Entre os egípcios, Hator, entre os hindus Lakshmi, no panteão dos Orixás, Oxum.
A
descoberta de outros povos, com outras cores, com outras formações corporais,
trouxe estranhamento e perplexidade. Haviam indianos, japoneses, chineses,
índios, gente de cor negra. Apesar da Antiguidade já registrar o contato entre
os povos romanos, judeus, egípcios, gregos, orientais, entre outros.
Mas,
o padrão europeu prevaleceu como o padrão de beleza, penso eu, muito ligado ao
padrão Grego. Com o advento do capitalismo a beleza deixou de ser apenas um
atributo desejável, divino, transcendente do ponto de vista da estética para se
tornar, como assinalei acima, mercadoria. E que beleza é essa? Ela é branca,
loira, de olhos azuis ou verdes (preferencialmente), de corpo perfeito (barriga
negativa), sarada, com muito peito e muita bunda!!!! Hoje é Gisele Bündchen, o
padrão de beleza (uma brasileira???) perfeito. Quando eu era garota, Xuxa
Meneghel
a e suas paquitas eram o padrão perfeito da beleza.
E,
ser negra na ditadura das loiras era ser feia. Lembro que Zezé Motta foi uma
das primeiras atrizes a protagonizar uma personagem fora dos estereótipos que a
TV aponta para nós, não lembro a novela, mas, ela fazia par romântico com
Marcos Paulo (que seria o Ricardo Tozzi, Cauã Raymond, Marcos Pigossi de hoje)
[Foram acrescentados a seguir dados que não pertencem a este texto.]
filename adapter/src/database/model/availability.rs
use chrono::{DateTime, Utc};
use kernel::model::{
    availability::{AvailabilitySlot, SlotListing},
    id::{ResourceId, SlotId},
};
use rust_decimal::Decimal;

#[derive(sqlx::FromRow)]
pub struct AvailabilitySlotRow {
    pub slot_id: SlotId,
    pub resource_id: ResourceId,
    pub start_at: DateTime<Utc>,
    pub end_at: DateTime<Utc>,
    pub seats_remaining: i32,
    pub special_price: Option<Decimal>,
    pub is_active: bool,
}

impl From<AvailabilitySlotRow> for AvailabilitySlot {
    fn from(value: AvailabilitySlotRow) -> Self {
        let AvailabilitySlotRow {
            slot_id,
            resource_id,
            start_at,
            end_at,
            seats_remaining,
            special_price,
            is_active,
        } = value;
        AvailabilitySlot {
            slot_id,
            resource_id,
            start_at,
            end_at,
            seats_remaining,
            special_price,
            is_active,
        }
    }
}

// 今後の予約可能枠の横断一覧に使う型。
// unit_price は SQL 側で COALESCE(special_price, base_price) を解決済み
#[derive(sqlx::FromRow)]
pub struct SlotListingRow {
    pub slot_id: SlotId,
    pub resource_id: ResourceId,
    pub resource_name: String,
    pub type_name: String,
    pub location: String,
    pub start_at: DateTime<Utc>,
    pub end_at: DateTime<Utc>,
    pub seats_remaining: i32,
    pub unit_price: Decimal,
}

impl From<SlotListingRow> for SlotListing {
    fn from(value: SlotListingRow) -> Self {
        let SlotListingRow {
            slot_id,
            resource_id,
            resource_name,
            type_name,
            location,
            start_at,
            end_at,
            seats_remaining,
            unit_price,
        } = value;
        SlotListing {
            slot_id,
            resource_id,
            resource_name,
            type_name,
            location,
            start_at,
            end_at,
            seats_remaining,
            unit_price,
        }
    }
}
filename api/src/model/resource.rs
use chrono::NaiveDate;
use derive_new::new;
use garde::Validate;
use kernel::model::{
    id::{ResourceId, ResourceTypeId},
    resource::{
        event::{CreateResource, UpdateResourceActive},
        Resource, ResourceListOptions, ResourceSummary, ResourceType, ResourceWithSlots,
    },
};
use rust_decimal::Decimal;
use serde::{Deserialize, Serialize};

use crate::model::availability::AvailabilitySlotResponse;

#[derive(Serialize)]
#[serde(rename_all = "camelCase")]
pub struct ResourceTypesResponse {
    pub items: Vec<ResourceTypeResponse>,
}

impl From<Vec<ResourceType>> for ResourceTypesResponse {
    fn from(value: Vec<ResourceType>) -> Self {
        Self {
            items: value.into_iter().map(ResourceTypeResponse::from).collect(),
        }
    }
}

#[derive(Serialize)]
#[serde(rename_all = "camelCase")]
pub struct ResourceTypeResponse {
    pub type_id: ResourceTypeId,
    pub type_name: String,
    pub description: String,
    pub icon: String,
}

impl From<ResourceType> for ResourceTypeResponse {
    fn from(value: ResourceType) -> Self {
        let ResourceType {
            type_id,
            type_name,
            description,
            icon,
        } = value;
        Self {
            type_id,
            type_name,
            description,
            icon,
        }
    }
}

// 一覧の絞り込み条件。すべて任意
#[derive(Debug, Deserialize, Validate)]
#[serde(rename_all = "camelCase")]
pub struct ResourceListQuery {
    #[garde(skip)]
    pub search: Option<String>,
    #[garde(skip)]
    pub type_id: Option<ResourceTypeId>,
    #[garde(skip)]
    pub date: Option<NaiveDate>,
    #[garde(skip)]
    pub price_min: Option<Decimal>,
    #[garde(skip)]
    pub price_max: Option<Decimal>,
}

impl From<ResourceListQuery> for ResourceListOptions {
    fn from(value: ResourceListQuery) -> Self {
        let ResourceListQuery {
            search,
            type_id,
            date,
            price_min,
            price_max,
        } = value;
        Self {
            search,
            type_id,
            date,
            price_min,
            price_max,
        }
    }
}

#[derive(Serialize)]
#[serde(rename_all = "camelCase")]
pub struct ResourcesResponse {
    pub items: Vec<ResourceSummaryResponse>,
}

impl From<Vec<ResourceSummary>> for ResourcesResponse {
    fn from(value: Vec<ResourceSummary>) -> Self {
        Self {
            items: value
                .into_iter()
                .map(ResourceSummaryResponse::from)
                .collect(),
        }
    }
}

#[derive(Serialize)]
#[serde(rename_all = "camelCase")]
pub struct ResourceSummaryResponse {
    pub resource_id: ResourceId,
    pub type_id: ResourceTypeId,
    pub type_name: String,
    pub resource_name: String,
    pub description: String,
    pub location: String,
    pub max_capacity: i32,
    pub base_price: Decimal,
    pub duration_minutes: i32,
    pub future_slots: i64,
}

impl From<ResourceSummary> for ResourceSummaryResponse {
    fn from(value: ResourceSummary) -> Self {
        let ResourceSummary {
            resource_id,
            type_id,
            type_name,
            resource_name,
            description,
            location,
            max_capacity,
            base_price,
            duration_minutes,
            future_slots,
        } = value;
        Self {
            resource_id,
            type_id,
            type_name,
            resource_name,
            description,
            location,
            max_capacity,
            base_price,
            duration_minutes,
            future_slots,
        }
    }
}

#[derive(Serialize)]
#[serde(rename_all = "camelCase")]
pub struct ResourceResponse {
    pub resource_id: ResourceId,
    pub type_id: ResourceTypeId,
    pub type_name: String,
    pub resource_name: String,
    pub description: String,
    pub location: String,
    pub max_capacity: i32,
    pub base_price: Decimal,
    pub duration_minutes: i32,
    pub contact_phone: Option<String>,
    pub contact_email: Option<String>,
    pub is_active: bool,
}

impl From<Resource> for ResourceResponse {
    fn from(value: Resource) -> Self {
        let Resource {
            resource_id,
            type_id,
            type_name,
            resource_name,
            description,
            location,
            max_capacity,
            base_price,
            duration_minutes,
            contact_phone,
            contact_email,
            is_active,
        } = value;
        Self {
            resource_id,
            type_id,
            type_name,
            resource_name,
            description,
            location,
            max_capacity,
            base_price,
            duration_minutes,
            contact_phone,
            contact_email,
            is_active,
        }
    }
}

// 資源詳細。予約可能な今後の枠を添える
#[derive(Serialize)]
#[serde(rename_all = "camelCase")]
pub struct ResourceWithSlotsResponse {
    pub resource: ResourceResponse,
    pub slots: Vec<AvailabilitySlotResponse>,
}

impl From<ResourceWithSlots> for ResourceWithSlotsResponse {
    fn from(value: ResourceWithSlots) -> Self {
        let ResourceWithSlots { resource, slots } = value;
        Self {
            resource: resource.into(),
            slots: slots.into_iter().map(Into::into).collect(),
        }
    }
}

#[derive(Debug, Deserialize, Validate)]
#[serde(rename_all = "camelCase")]
pub struct CreateResourceRequest {
    #[garde(skip)]
    pub type_id: ResourceTypeId,
    #[garde(length(min = 1))]
    pub resource_name: String,
    #[garde(skip)]
    pub description: String,
    #[garde(length(min = 1))]
    pub location: String,
    #[garde(range(min = 1))]
    pub max_capacity: i32,
    #[garde(custom(non_negative_price))]
    pub base_price: Decimal,
    #[garde(range(min = 1))]
    pub duration_minutes: i32,
    #[garde(skip)]
    pub contact_phone: Option<String>,
    #[garde(skip)]
    pub contact_email: Option<String>,
    #[garde(skip)]
    pub is_active: bool,
}

impl From<CreateResourceRequest> for CreateResource {
    fn from(value: CreateResourceRequest) -> Self {
        let CreateResourceRequest {
            type_id,
            resource_name,
            description,
            location,
            max_capacity,
            base_price,
            duration_minutes,
            contact_phone,
            contact_email,
            is_active,
        } = value;
        Self {
            type_id,
            resource_name,
            description,
            location,
            max_capacity,
            base_price,
            duration_minutes,
            contact_phone,
            contact_email,
            is_active,
        }
    }
}

pub(crate) fn non_negative_price(value: &Decimal, _context: &()) -> garde::Result {
    if value.is_sign_negative() {
        return Err(garde::Error::new("price must not be negative"));
    }
    Ok(())
}

#[derive(Debug, Deserialize)]
#[serde(rename_all = "camelCase")]
pub struct UpdateResourceActiveRequest {
    pub is_active: bool,
}

#[derive(new)]
pub struct UpdateResourceActiveRequestWithId(ResourceId, UpdateResourceActiveRequest);

impl From<UpdateResourceActiveRequestWithId> for UpdateResourceActive {
    fn from(value: UpdateResourceActiveRequestWithId) -> Self {
        let UpdateResourceActiveRequestWithId(
            resource_id,
            UpdateResourceActiveRequest { is_active },
        ) = value;
        Self {
            resource_id,
            is_active,
        }
    }
}
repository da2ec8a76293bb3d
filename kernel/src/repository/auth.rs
use crate::model::{
    auth::{event::CreateToken, AccessToken},
    id::UserId,
};
use async_trait::async_trait;
use shared::error::AppResult;

#[async_trait]
pub trait AuthRepository: Send + Sync {
    // アクセストークンからユーザー ID を引く。期限切れ・未知のトークンは None
    async fn fetch_user_id_from_token(
        &self,
        access_token: &AccessToken,
    ) -> AppResult<Option<UserId>>;
    // メールアドレスとパスワードで認証する
    async fn verify_user(&self, email: &str, password: &str) -> AppResult<UserId>;
    async fn create_token(&self, event: CreateToken) -> AppResult<AccessToken>;
    async fn delete_token(&self, access_token: AccessToken) -> AppResult<()>;
}
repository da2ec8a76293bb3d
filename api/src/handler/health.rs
use axum::{extract::State, http::StatusCode};
use registry::AppRegistry;

pub async fn health_check() -> StatusCode {
    StatusCode::OK
}

pub async fn health_check_db(State(registry): State<AppRegistry>) -> StatusCode {
    if registry.health_check_repository().check_db().await {
        StatusCode::OK
    } else {
        StatusCode::INTERNAL_SERVER_ERROR
    }
}
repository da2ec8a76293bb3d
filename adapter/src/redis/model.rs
use shared::error::AppError;

pub trait RedisKey {
    type Value: RedisValue + TryFrom<String, Error = AppError>;
    fn inner(&self) -> String;
}

pub trait RedisValue {
    fn inner(&self) -> String;
}
use async_trait::async_trait;
use derive_new::new;
use kernel::model::booking::{
    event::{CancelBooking, CreateBooking},
    Booking, BookingNumber, BookingStatus,
};
use kernel::model::id::{BookingId, UserId};
use kernel::repository::booking::BookingRepository;
use rust_decimal::Decimal;
use shared::error::{AppError, AppResult};

use crate::database::{
    model::booking::{BookingRow, BookingStateRow, SlotPricingRow},
    ConnectionPool,
};

#[derive(new)]
pub struct BookingRepositoryImpl {
    db: ConnectionPool,
}

#[async_trait]
impl BookingRepository for BookingRepositoryImpl {
    // 予約操作を行う
    async fn create(&self, event: CreateBooking) -> AppResult<BookingNumber> {
        if event.party_size < 1 {
            return Err(AppError::UnprocessableEntity(
                "party size must be at least 1".into(),
            ));
        }

        let mut tx = self.db.begin().await?;

        // 事前のチェックとして、以下を調べる。
        // - 指定の枠 ID をもつ枠が存在するか
        // - 枠とその資源が有効（is_active）か
        // 単価もここで解決する（special_price があれば優先、なければ base_price）
        let pricing = sqlx::query_as::<_, SlotPricingRow>(
            r#"
            SELECT
                s.is_active AS slot_is_active,
                r.is_active AS resource_is_active,
                COALESCE(s.special_price, r.base_price) AS unit_price
            FROM availability_slots AS s
            INNER JOIN resources AS r ON s.resource_id = r.resource_id
            WHERE s.slot_id = $1
            "#,
        )
        .bind(event.slot_id)
        .fetch_optional(&mut *tx)
        .await
        .map_err(AppError::SpecificOperationError)?;

        let pricing = match pricing {
            None => {
                return Err(AppError::EntityNotFound(format!(
                    "availability slot ({}) was not found",
                    event.slot_id
                )))
            }
            Some(p) => p,
        };

        if !pricing.slot_is_active || !pricing.resource_is_active {
            return Err(AppError::UnprocessableEntity(format!(
                "availability slot ({}) is not open for booking",
                event.slot_id
            )));
        }

        // 残席の減算は条件付き UPDATE 一発で行う。
        // 0 行更新 = 残席不足。読み出してから書き戻す二段階の更新はしない
        let res = sqlx::query(
            r#"
            UPDATE availability_slots
            SET seats_remaining = seats_remaining - $2
            WHERE slot_id = $1 AND seats_remaining >= $2
            "#,
        )
        .bind(event.slot_id)
        .bind(event.party_size)
        .execute(&mut *tx)
        .await
        .map_err(AppError::SpecificOperationError)?;

        if res.rows_affected() < 1 {
            return Err(AppError::CapacityExceeded(format!(
                "availability slot ({}) has fewer than {} seats remaining",
                event.slot_id, event.party_size
            )));
        }

        let total_price = pricing.unit_price * Decimal::from(event.party_size);
        let booking_id = BookingId::new();
        let booking_number = BookingNumber::generate();

        let res = sqlx::query(
            r#"
            INSERT INTO bookings
            (booking_id, booking_number, user_id, slot_id,
            party_size, total_price, status, notes, confirmed_at)
            VALUES ($1, $2, $3, $4, $5, $6, $7, $8, CURRENT_TIMESTAMP)
            "#,
        )
        .bind(booking_id)
        .bind(&booking_number)
        .bind(event.user_id)
        .bind(event.slot_id)
        .bind(event.party_size)
        .bind(total_price)
        .bind(BookingStatus::Confirmed)
        .bind(&event.notes)
        .execute(&mut *tx)
        .await
        .map_err(AppError::SpecificOperationError)?;

        if res.rows_affected() < 1 {
            return Err(AppError::NoRowsAffectedError(
                "No booking record has been created".into(),
            ));
        }

        tx.commit().await.map_err(AppError::TransactionError)?;

        Ok(booking_number)
    }

    // 予約キャンセル操作を行う
    async fn cancel(&self, event: CancelBooking) -> AppResult<()> {
        let mut tx = self.db.begin().await?;

        // 行ロックを取ってから所有者と状態を確認する。
        // 同じ予約への二重キャンセルはここで弾かれる
        let state = sqlx::query_as::<_, BookingStateRow>(
            r#"
            SELECT booking_id, user_id, slot_id, party_size, status
            FROM bookings
            WHERE booking_number = $1
            FOR UPDATE
            "#,
        )
        .bind(&event.booking_number)
        .fetch_optional(&mut *tx)
        .await
        .map_err(AppError::SpecificOperationError)?;

        let state = match state {
            None => {
                return Err(AppError::EntityNotFound(format!(
                    "booking ({}) was not found",
                    event.booking_number
                )))
            }
            Some(s) => s,
        };

        if state.user_id != event.requested_user {
            return Err(AppError::ForbiddenOperation);
        }

        if !state.status.is_cancellable() {
            return Err(AppError::UnprocessableEntity(format!(
                "booking ({}) can no longer be cancelled (status: {})",
                event.booking_number,
                state.status.as_ref()
            )));
        }

        let reason = event
            .reason
            .unwrap_or_else(|| "Cancelled by the user".into());

        let res = sqlx::query(
            r#"
            UPDATE bookings
            SET status = 'cancelled',
                cancelled_at = CURRENT_TIMESTAMP,
                cancellation_reason = $2
            WHERE booking_id = $1
            "#,
        )
        .bind(state.booking_id)
        .bind(reason)
        .execute(&mut *tx)
        .await
        .map_err(AppError::SpecificOperationError)?;

        if res.rows_affected() < 1 {
            return Err(AppError::NoRowsAffectedError(
                "No booking record has been cancelled".into(),
            ));
        }

        // 減算した分だけ残席を戻す
        let res = sqlx::query(
            r#"
            UPDATE availability_slots
            SET seats_remaining = seats_remaining + $2
            WHERE slot_id = $1
            "#,
        )
        .bind(state.slot_id)
        .bind(state.party_size)
        .execute(&mut *tx)
        .await
        .map_err(AppError::SpecificOperationError)?;

        if res.rows_affected() < 1 {
            return Err(AppError::NoRowsAffectedError(
                "No seats have been restored".into(),
            ));
        }

        tx.commit().await.map_err(AppError::TransactionError)?;

        Ok(())
    }

    async fn find_by_number(
        &self,
        booking_number: &BookingNumber,
        user_id: UserId,
    ) -> AppResult<Option<Booking>> {
        let row = sqlx::query_as::<_, BookingRow>(
            r#"
            SELECT
                b.booking_id,
                b.booking_number,
                b.user_id,
                b.party_size,
                b.total_price,
                b.status,
                b.notes,
                b.created_at,
                b.confirmed_at,
                b.cancelled_at,
                b.cancellation_reason,
                s.slot_id,
                s.resource_id,
                r.resource_name,
                t.type_name,
                r.location,
                s.start_at,
                s.end_at
            FROM bookings AS b
            INNER JOIN availability_slots AS s ON b.slot_id = s.slot_id
            INNER JOIN resources AS r ON s.resource_id = r.resource_id
            INNER JOIN resource_types AS t ON r.type_id = t.type_id
            WHERE b.booking_number = $1 AND b.user_id = $2
            "#,
        )
        .bind(booking_number)
        .bind(user_id)
        .fetch_optional(self.db.inner_ref())
        .await
        .map_err(AppError::SpecificOperationError)?;

        Ok(row.map(Booking::from))
    }

    async fn find_all_by_user(&self, user_id: UserId) -> AppResult<Vec<Booking>> {
        sqlx::query_as::<_, BookingRow>(
            r#"
            SELECT
                b.booking_id,
                b.booking_number,
                b.user_id,
                b.party_size,
                b.total_price,
                b.status,
                b.notes,
                b.created_at,
                b.confirmed_at,
                b.cancelled_at,
                b.cancellation_reason,
                s.slot_id,
                s.resource_id,
                r.resource_name,
                t.type_name,
                r.location,
                s.start_at,
                s.end_at
            FROM bookings AS b
            INNER JOIN availability_slots AS s ON b.slot_id = s.slot_id
            INNER JOIN resources AS r ON s.resource_id = r.resource_id
            INNER JOIN resource_types AS t ON r.type_id = t.type_id
            WHERE b.user_id = $1
            ORDER BY b.created_at DESC
            "#,
        )
        .bind(user_id)
        .fetch_all(self.db.inner_ref())
        .await
        .map(|rows| rows.into_iter().map(Booking::from).collect())
        .map_err(AppError::SpecificOperationError)
    }
}
pub mod auth;
pub mod availability;
pub mod booking;
pub mod id;
pub mod resource;
pub mod role;
pub mod user;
e, pasmem, não era empregada doméstica! Era uma arquiteta, paisagista. Obvio
que o tema preconceito veio à tona e me lembro de uma radialista, hoje em cargo
legislativo, fazia em seu programa comentários sobre novelas e outros temas
televisivos. O tema era então o preconceito que a sociedade vinha demostrando
com o estranhamento daquele casal interracial e me lembro como hoje que ao
invés de debater o preconceito a referida jornalista me saiu com a seguinte pérola:
“Zezé Motta é uma negra feia…. Eu não a acho bonita! ” Bem, ninguém estava
falando se Zezé Motta era feia ou bonita, o debate era a reação da sociedade ao
casal interracial…, mas, naquele momento, eu uma garota, uma adolescente, ouvir
isso repercutiu em mim, porque (feia ou bonita), aquela era a primeira vez que
eu via uma atriz negra protagonizando uma história de amor interracial e não
ocupando os lugares que a sociedade sempre diz que deve ser de uma preta:
serviçal, subempregada, desfrutável, favelada barraqueira. E, ela era a negra
feia e, portanto, como é que podia “namorar” o galã Marcos Paulo, nem que fosse
na ficção?
Eu
ouvi muitas vezes que devia alisar meu cabelo duro, meu pixaim, meu cabelo
Bombril, meu cabelo feio, era o tal de “arrumar o cabelo”, e lá sofri anos
(desde pequena), com pasta alisante, henê, ferro e chapinha baiana, óleo alisante,
creme alisante...E tudo detonava meu cabelo, porque ele é muito fino e
frágil...então eu estava sempre com aquele cabelo seco, sem vida, quebrado,
detonado. Mas, afinal, na ditadura das loiras, brancas, o cabelo precisava ser
liso, “bom”.
Ouvia
muito também o tal de: morena, moreninha, morena jambo…e “até que você é
bonitinha”, ou então “Olha como é exótica! ”
Eu
não entendia porque os meninos não queriam namorar comigo e se rolava uma
festa, eles queriam ficar e abusar...só depois é que eu fui aprender que a
“neguinha” é para usar…Mesmo que na festa eu fosse a “garota” mais “linda”, tão
“linda” que as meninas ficavam com raiva e os meninos que não queriam me
namorar ficavam de boca aberta! Eu tinha um lugar que a sociedade já me marcara
para ficar!
Mas,
foi somente o processo de conscientização sobre a minha negritude que começou
na faculdade que me trouxe libertação. A primeira transgressão foi usar as
traças nagô (após uma grande briga com minha mãe) e qual foi o meu espanto ao
olhar pela primeira vez a minha beleza negra e poder dizer para mim mesma: Meu
Deus eu sou bonita!
A
partir daí foram as tranças, meus grandes brincos, colares, pulseiras, batons
que valorizavam minha negritude e quando passava deixava muitas bocas abertas,
muitos olhares acompanhando, aquela preta abusada que ousava a não ficar no
lugar que “marcaram para ela”.
Mas,
nossa sociedade também passou por mudanças, negros começaram a ascender
socialmente, revistas especializadas tratavam da “nossa beleza”, negras e
negros “bonitos” começaram a ter destaque na TV e finalmente as mídias sociais
“soltaram o verbo”, nos desprenderam das mídias oficiais e pretos e pretas “lindas”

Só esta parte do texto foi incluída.